Laut einer Untersuchung von Unicef werden die Bedürfnisse von Kindern in deutschen Flüchtlingsunterkünften nicht ausreichend berücksichtigt. Zudem seien die Kinder viel zu lange in den Einrichtungen - das gefährde die Integration, heißt es in dem Bericht.

Von Susanne Arlt | 21.03.2017
    Farbfoto von zwei Personen, die in einem Hausflur stehen und in die Kamera lächeln. Es sind ein kleines ca. siebenjähriges Mädchen und ihr erwachsener Bruder, Flüchtlinge aus Syrien.
    Kinder sind zu lange in Flüchtlingsunterkünften, kritisiert die Unicef. ((c) dpa/Michael Kappeler)
    350.000 Kinder sind in den vergangenen zwei Jahren gemeinsam mit ihrem Eltern nach Deutschland geflüchtet. Ihre erste Bleibe finden sie in den so genannten Notunterkünften oder Erstaufnahmeeinrichtungen. Dort ist ihnen ein Schlafplatz sicher, sie werden mit Essen versorgt, sie sind in Sicherheit. Dass all diese Kinder sofort ein Obdach erhalten hätten, sei eine enorme Leistung aller Beteiligten, lobt UNICEF-Geschäftsführer Christian Schneider den Bund, die Länder, die Kommunen und die vielen freiwilligen Helfer. Trotzdem würden ihre besonderen Bedürfnisse und ihre Rechte als Kinder dabei viel zu oft übersehen. Zu diesem Schluss kommt eine Studie, die die Kinderschutzorganisation gemeinsam mit dem Bundesfachverband unbegleitete, minderjährige Flüchtlinge durchgeführt hat. Die Umfrage unter knapp 450 haupt- und ehrenamtlichen Mitarbeitern von Flüchtlingsunterkünften und 18 geflüchteten Familien sei zwar nicht repräsentativ, betont Schneider. Aber sie zeige vor allem eins: die Umstände in den Einrichtungen seien oft alles andere als kindgerecht.

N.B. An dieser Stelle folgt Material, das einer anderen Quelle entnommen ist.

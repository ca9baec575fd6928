// SPDX-License-Identifier: Apache-2.0
// Copyright (c) 2025 Polyframe Inc.

//! Boolean operations on planar B-rep solids
//!
//! Every face of each operand is split against the other solid, tagged with
//! where it ended up, and the tags decide which fragments form the result.

use super::compact::{compact_vertices, mark_coincident_faces, CompactedSolid};
use super::face::{Coincidence, Face, FaceStatus, Solid};
use super::halfedge::{HalfEdgeMesh, PairingReport};
use super::section::face_body_intersect;
use crate::config::{EngineConfig, Tolerance};
use crate::error::GeometryResult;
use serde::{Deserialize, Serialize};
use std::fmt;
use tracing::{debug, info, instrument};

#[derive(Debug, Clone, Copy, PartialEq, Eq, Hash, Serialize, Deserialize)]
pub enum BooleanOp {
    Union,
    Intersect,
    Subtract,
}

impl fmt::Display for BooleanOp {
    fn fmt(&self, f: &mut fmt::Formatter<'_>) -> fmt::Result {
        match self {
            BooleanOp::Union => write!(f, "union"),
            BooleanOp::Intersect => write!(f, "intersect"),
            BooleanOp::Subtract => write!(f, "subtract"),
        }
    }
}

/// The four classified fragment sets of one Boolean evaluation
#[derive(Debug, Clone, Default)]
pub struct FaceSets {
    pub a_in_b: Vec<Face>,
    pub a_out_b: Vec<Face>,
    pub b_in_a: Vec<Face>,
    pub b_out_a: Vec<Face>,
}

impl FaceSets {
    pub fn len(&self) -> usize {
        self.a_in_b.len() + self.a_out_b.len() + self.b_in_a.len() + self.b_out_a.len()
    }

    pub fn is_empty(&self) -> bool {
        self.len() == 0
    }

    /// All fragments in set order, each tagged with its status
    pub fn into_tagged(self) -> Vec<Face> {
        let tag = |faces: Vec<Face>, status: FaceStatus| {
            faces.into_iter().map(move |f| f.with_status(status))
        };
        tag(self.a_in_b, FaceStatus::AInB)
            .chain(tag(self.a_out_b, FaceStatus::AOutB))
            .chain(tag(self.b_in_a, FaceStatus::BInA))
            .chain(tag(self.b_out_a, FaceStatus::BOutA))
            .collect()
    }
}

/// Counters collected while evaluating a Boolean
#[derive(Debug, Clone, Copy, Default, PartialEq, Eq, Serialize, Deserialize)]
pub struct BooleanDiagnostics {
    /// Section segments dropped because they did not close into loops
    pub dropped_segments: usize,
    /// A-in-B / B-in-A fragment pairs covering the same polygon
    pub coincident_pairs: usize,
    /// Fragment counts: A in B, A out B, B in A, B out A
    pub fragments: [usize; 4],
    pub pairing: PairingReport,
}

/// Result of a Boolean evaluation
#[derive(Debug, Clone, Default)]
pub struct BooleanOutcome {
    pub compacted: CompactedSolid,
    pub mesh: HalfEdgeMesh,
    pub diagnostics: BooleanDiagnostics,
}

impl BooleanOutcome {
    pub fn is_empty(&self) -> bool {
        self.mesh.is_empty()
    }

    /// Result faces with holes restored
    pub fn to_solid(&self) -> Solid {
        self.mesh.to_solid()
    }
}

/// Split every face of `a` against `b` and every face of `b` against `a`
pub fn classify_faces(a: &Solid, b: &Solid, tol: &Tolerance) -> (FaceSets, usize) {
    let mut sets = FaceSets::default();
    let mut dropped = 0;
    for fa in &a.faces {
        let split = face_body_intersect(fa, b, tol);
        sets.a_in_b.extend(split.inside);
        sets.a_out_b.extend(split.outside);
        dropped += split.dropped_segments;
    }
    for fb in &b.faces {
        let split = face_body_intersect(fb, a, tol);
        sets.b_in_a.extend(split.inside);
        sets.b_out_a.extend(split.outside);
        dropped += split.dropped_segments;
    }
    (sets, dropped)
}

/// Whether a tagged fragment belongs to the result, and reversed or not
fn keep_fragment(op: BooleanOp, status: Option<FaceStatus>, coincidence: Coincidence) -> Option<bool> {
    use FaceStatus::*;
    let same = coincidence == Coincidence::SameDirection;
    let opposite = coincidence == Coincidence::OppositeDirection;
    match (op, status?) {
        (BooleanOp::Union, AOutB | BOutA) => Some(false),
        (BooleanOp::Union, AInB) if same => Some(false),
        (BooleanOp::Intersect, AInB) if !opposite => Some(false),
        (BooleanOp::Intersect, BInA) if !coincidence.is_coincident() => Some(false),
        (BooleanOp::Subtract, AOutB) => Some(false),
        (BooleanOp::Subtract, AInB) if opposite => Some(false),
        (BooleanOp::Subtract, BInA) if !coincidence.is_coincident() => Some(true),
        _ => None,
    }
}

/// Pick the fragments that make up `op`'s result
pub fn select_faces(solid: &CompactedSolid, op: BooleanOp) -> CompactedSolid {
    let picks: Vec<(usize, bool)> = (0..solid.face_count())
        .filter_map(|f| keep_fragment(op, solid.status[f], solid.coincidence[f]).map(|rev| (f, rev)))
        .collect();
    solid.subset(&picks)
}

/// Evaluate `a op b`
#[instrument(skip_all, fields(op = %op, faces_a = a.len(), faces_b = b.len()))]
pub fn body_body_bool(a: &Solid, b: &Solid, op: BooleanOp, config: &EngineConfig) -> GeometryResult<BooleanOutcome> {
    a.validate()?;
    b.validate()?;
    let tol = &config.tolerance;

    let (sets, dropped_segments) = classify_faces(a, b, tol);
    let fragments = [sets.a_in_b.len(), sets.a_out_b.len(), sets.b_in_a.len(), sets.b_out_a.len()];
    debug!(?fragments, dropped_segments, "classified fragments");

    let mut compacted = compact_vertices(&sets.into_tagged(), tol);
    let coincident_pairs = mark_coincident_faces(&mut compacted);
    let selected = select_faces(&compacted, op);
    let (mesh, pairing) = HalfEdgeMesh::from_compacted(&selected);

    if config.validate_output {
        mesh.validate()?;
    }
    info!(
        faces = mesh.face_count(),
        vertices = mesh.vertex_count(),
        coincident_pairs,
        unpaired = pairing.unpaired,
        "boolean complete"
    );

    Ok(BooleanOutcome {
        compacted: selected,
        mesh,
        diagnostics: BooleanDiagnostics {
            dropped_segments,
            coincident_pairs,
            fragments,
            pairing,
        },
    })
}
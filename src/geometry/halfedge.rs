// SPDX-License-Identifier: Apache-2.0
// Copyright (c) 2025 Polyframe Inc.

//! Half-edge mesh representation of Boolean results
//! Rebuilt from a compacted solid; partners are paired by undirected vertex key

use super::compact::CompactedSolid;
use super::face::{Coincidence, Face, FaceStatus, Solid};
use super::predicates::signed_area_along;
use crate::error::{GeometryError, GeometryResult};
use nalgebra::{Point3, Vector3};
use serde::{Deserialize, Serialize};
use std::collections::{BTreeMap, HashSet};
use tracing::warn;

/// Half-edge in a half-edge mesh
#[derive(Debug, Clone, Copy, PartialEq)]
pub struct HalfEdge {
    /// Vertex this half-edge starts at
    pub origin: usize,
    /// Next half-edge around the same face
    pub next: usize,
    /// Previous half-edge around the same face
    pub prev: usize,
    /// Face this half-edge belongs to
    pub face: usize,
    /// Opposite half-edge in the neighbouring face
    pub partner: Option<usize>,
    /// Reverse half-edge in the same face when this edge bridges a hole
    pub bridge: Option<usize>,
}

impl HalfEdge {
    pub fn is_bridge(&self) -> bool {
        self.bridge.is_some()
    }
}

/// Face record: one half-edge of its loop plus the tags carried through the Boolean
#[derive(Debug, Clone, Copy, PartialEq)]
pub struct MeshFace {
    pub edge: usize,
    pub normal: Vector3<f64>,
    pub status: Option<FaceStatus>,
    pub coincidence: Coincidence,
}

/// Outcome of partner pairing
#[derive(Debug, Clone, Copy, Default, PartialEq, Eq, Serialize, Deserialize)]
pub struct PairingReport {
    /// Partner pairs formed
    pub paired: usize,
    /// Bridge edge pairs recognised
    pub bridges: usize,
    /// Non-bridge half-edges left without a partner
    pub unpaired: usize,
    /// Edge groups whose size or orientation could not be paired
    pub anomalies: usize,
}

/// Half-edge mesh with full topological connectivity
#[derive(Debug, Clone, Default)]
pub struct HalfEdgeMesh {
    pub points: Vec<Point3<f64>>,
    pub faces: Vec<MeshFace>,
    pub half_edges: Vec<HalfEdge>,
}

impl HalfEdgeMesh {
    /// Create an empty half-edge mesh
    pub fn new() -> Self {
        Self::default()
    }

    /// Build loops and partners from a compacted solid
    pub fn from_compacted(solid: &CompactedSolid) -> (Self, PairingReport) {
        let mut mesh = HalfEdgeMesh {
            points: solid.points.clone(),
            ..HalfEdgeMesh::default()
        };
        for (f, ring) in solid.faces.iter().enumerate() {
            let base = mesh.half_edges.len();
            let n = ring.len();
            for (k, &origin) in ring.iter().enumerate() {
                mesh.half_edges.push(HalfEdge {
                    origin,
                    next: base + (k + 1) % n,
                    prev: base + (k + n - 1) % n,
                    face: f,
                    partner: None,
                    bridge: None,
                });
            }
            mesh.faces.push(MeshFace {
                edge: base,
                normal: solid.normals[f],
                status: solid.status[f],
                coincidence: solid.coincidence[f],
            });
        }
        let report = mesh.pair_edges();
        (mesh, report)
    }

    pub fn destination(&self, e: usize) -> usize {
        self.half_edges[self.half_edges[e].next].origin
    }

    pub fn vertex_count(&self) -> usize {
        self.points.len()
    }

    pub fn face_count(&self) -> usize {
        self.faces.len()
    }

    pub fn is_empty(&self) -> bool {
        self.faces.is_empty()
    }

    /// Half-edges around face `f`, starting at its anchor edge
    pub fn face_edges(&self, f: usize) -> Vec<usize> {
        let start = self.faces[f].edge;
        let mut out = vec![start];
        let mut e = self.half_edges[start].next;
        while e != start && out.len() <= self.half_edges.len() {
            out.push(e);
            e = self.half_edges[e].next;
        }
        out
    }

    /// Vertex indices around face `f`
    pub fn face_loop(&self, f: usize) -> Vec<usize> {
        self.face_edges(f)
            .into_iter()
            .map(|e| self.half_edges[e].origin)
            .collect()
    }

    /// Every non-bridge half-edge has a partner
    pub fn is_closed(&self) -> bool {
        self.half_edges
            .iter()
            .all(|he| he.is_bridge() || he.partner.is_some())
    }

    /// Pair half-edges sharing an undirected vertex pair.
    ///
    /// Same-face reverse pairs are bridges and never get partners. Two edges
    /// of opposite direction become partners. Larger balanced groups (several
    /// solids meeting along one edge) are paired radially: sorted by the angle
    /// of their face around the edge, each edge pointing against the axis is
    /// paired with its counter-clockwise neighbour. Anything else is left
    /// unpaired and reported.
    fn pair_edges(&mut self) -> PairingReport {
        let mut groups: BTreeMap<(usize, usize), Vec<usize>> = BTreeMap::new();
        for e in 0..self.half_edges.len() {
            let (a, b) = (self.half_edges[e].origin, self.destination(e));
            if a != b {
                groups.entry((a.min(b), a.max(b))).or_default().push(e);
            }
        }

        let mut report = PairingReport::default();
        for (&(lo, hi), group) in &groups {
            let rest = self.mark_bridges(group, &mut report);
            match rest.len() {
                0 | 1 => {}
                2 if self.half_edges[rest[0]].origin != self.half_edges[rest[1]].origin => {
                    self.link(rest[0], rest[1]);
                    report.paired += 1;
                }
                n if n >= 4 && n % 2 == 0 && self.is_balanced(&rest, lo) => {
                    if !self.pair_radially(&rest, lo, hi, &mut report) {
                        report.anomalies += 1;
                        warn!(lo, hi, edges = n, "radial pairing left edges unpaired");
                    }
                }
                n => {
                    report.anomalies += 1;
                    warn!(lo, hi, edges = n, "cannot pair edge group");
                }
            }
        }

        report.unpaired = self
            .half_edges
            .iter()
            .filter(|he| !he.is_bridge() && he.partner.is_none())
            .count();
        report
    }

    fn mark_bridges(&mut self, group: &[usize], report: &mut PairingReport) -> Vec<usize> {
        let mut taken: HashSet<usize> = HashSet::new();
        for (i, &x) in group.iter().enumerate() {
            if taken.contains(&x) {
                continue;
            }
            let mate = group[i + 1..].iter().copied().find(|&y| {
                !taken.contains(&y)
                    && self.half_edges[y].face == self.half_edges[x].face
                    && self.half_edges[y].origin != self.half_edges[x].origin
            });
            if let Some(y) = mate {
                self.half_edges[x].bridge = Some(y);
                self.half_edges[y].bridge = Some(x);
                taken.insert(x);
                taken.insert(y);
                report.bridges += 1;
            }
        }
        group.iter().copied().filter(|e| !taken.contains(e)).collect()
    }

    fn is_balanced(&self, edges: &[usize], lo: usize) -> bool {
        let forward = edges.iter().filter(|&&e| self.half_edges[e].origin == lo).count();
        2 * forward == edges.len()
    }

    fn pair_radially(&mut self, edges: &[usize], lo: usize, hi: usize, report: &mut PairingReport) -> bool {
        let axis = (self.points[hi] - self.points[lo]).normalize();
        let helper = if axis.x.abs() < 0.9 { Vector3::x() } else { Vector3::y() };
        let u = axis.cross(&helper).normalize();
        let v = axis.cross(&u);

        let mut sorted: Vec<(f64, usize)> = edges
            .iter()
            .map(|&e| {
                let he = &self.half_edges[e];
                let dir = if he.origin == lo { axis } else { -axis };
                let wing = self.faces[he.face].normal.cross(&dir);
                (wing.dot(&v).atan2(wing.dot(&u)), e)
            })
            .collect();
        sorted.sort_by(|x, y| x.0.total_cmp(&y.0).then(x.1.cmp(&y.1)));

        let n = sorted.len();
        let mut complete = true;
        for i in 0..n {
            let e = sorted[i].1;
            let f = sorted[(i + 1) % n].1;
            let backward = self.half_edges[e].origin == hi;
            let forward_next = self.half_edges[f].origin == lo;
            if backward {
                if forward_next && self.half_edges[f].partner.is_none() {
                    self.link(e, f);
                    report.paired += 1;
                } else {
                    complete = false;
                }
            }
        }
        complete
    }

    fn link(&mut self, a: usize, b: usize) {
        self.half_edges[a].partner = Some(b);
        self.half_edges[b].partner = Some(a);
    }

    /// Check loop closure, prev/next consistency and partner symmetry
    pub fn validate(&self) -> GeometryResult<()> {
        for (e, he) in self.half_edges.iter().enumerate() {
            if self.half_edges[he.next].prev != e || self.half_edges[he.prev].next != e {
                return Err(GeometryError::OpenLoop { edge: e });
            }
            if let Some(p) = he.partner {
                let mirror = &self.half_edges[p];
                if mirror.partner != Some(e)
                    || mirror.origin != self.destination(e)
                    || self.destination(p) != he.origin
                {
                    return Err(GeometryError::AsymmetricPartner { edge: e, partner: p });
                }
            }
        }
        for f in 0..self.faces.len() {
            let edges = self.face_edges(f);
            let last = edges[edges.len() - 1];
            if self.half_edges[last].next != self.faces[f].edge {
                return Err(GeometryError::OpenLoop { edge: self.faces[f].edge });
            }
        }
        Ok(())
    }

    /// Split each face's bridged loop back into an outer loop and holes
    pub fn to_solid(&self) -> Solid {
        let faces = (0..self.faces.len())
            .filter_map(|f| self.face_with_holes(f))
            .collect();
        Solid::new(faces)
    }

    fn face_with_holes(&self, f: usize) -> Option<Face> {
        let cycle = self.face_edges(f);
        let limit = cycle.len();
        let successor = |e: usize| -> usize {
            let mut n = self.half_edges[e].next;
            let mut steps = 0;
            while let Some(mate) = self.half_edges[n].bridge {
                n = self.half_edges[mate].next;
                steps += 1;
                if steps > limit {
                    break;
                }
            }
            n
        };

        let mut visited: HashSet<usize> = HashSet::new();
        let mut loops: Vec<Vec<Point3<f64>>> = Vec::new();
        for &start in &cycle {
            if self.half_edges[start].is_bridge() || visited.contains(&start) {
                continue;
            }
            let mut ring = Vec::new();
            let mut e = start;
            while visited.insert(e) && ring.len() <= limit {
                ring.push(self.points[self.half_edges[e].origin]);
                e = successor(e);
            }
            if ring.len() >= 3 {
                loops.push(ring);
            }
        }

        let normal = self.faces[f].normal;
        let outer = loops
            .iter()
            .enumerate()
            .max_by(|(_, x), (_, y)| {
                signed_area_along(x, &normal).total_cmp(&signed_area_along(y, &normal))
            })
            .map(|(i, _)| i)?;
        let outer_ring = loops.swap_remove(outer);
        let mut rings = vec![outer_ring];
        rings.extend(loops);

        let mut face = Face::from_loops(normal, rings);
        face.status = self.faces[f].status;
        face.coincidence = self.faces[f].coincidence;
        Some(face)
    }
}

    "Das fängt damit an, dass in sehr vielen Unterkünften die Familien und damit auch die Kinder in nicht separaten, nicht abschließbaren Wohneinheiten sind. Das geht dann weiter, indem sich diese Familien oft mit vielen Familien die sanitären Anlagen teilen müssen. Das mündet dann in Klagen über die hygienischen Zustände. Etwa ein Viertel der Mitarbeiter hat angegeben, dass sie die Zustände für bedenklich halten. Aus Sicht von Unicef ist vielleicht noch wichtiger, dass wir erfahren haben, dass 39 Prozent der Mitarbeiter angeben, dass die Toiletten oder Duschen nicht abschließbar sind. Was wiederum eine Quelle für Gefahr für die Kinder ist und sicherlich nicht im Sinne des Kinderschutzes."
    Konzept von Bundesfamilienministerium und Unicef
    Ob es aufgrund dieser Umstände in den vergangenen zwei Jahren zu mehr Gewaltübergriffen auf Kinder gekommen sei, darüber gebe es leider keine Studien, sagte Schneider. Ihm ist es darum wichtig, auf diese Gefahrenquellen hinzuweisen. Der UNICEF-Geschäftsführer kritisiert in diesem Zusammenhang auch die Betreiber der Flüchtlingsunterkünfte. In vielen der befragten Einrichtungen gebe es noch immer kein umfassendes Schutzkonzept.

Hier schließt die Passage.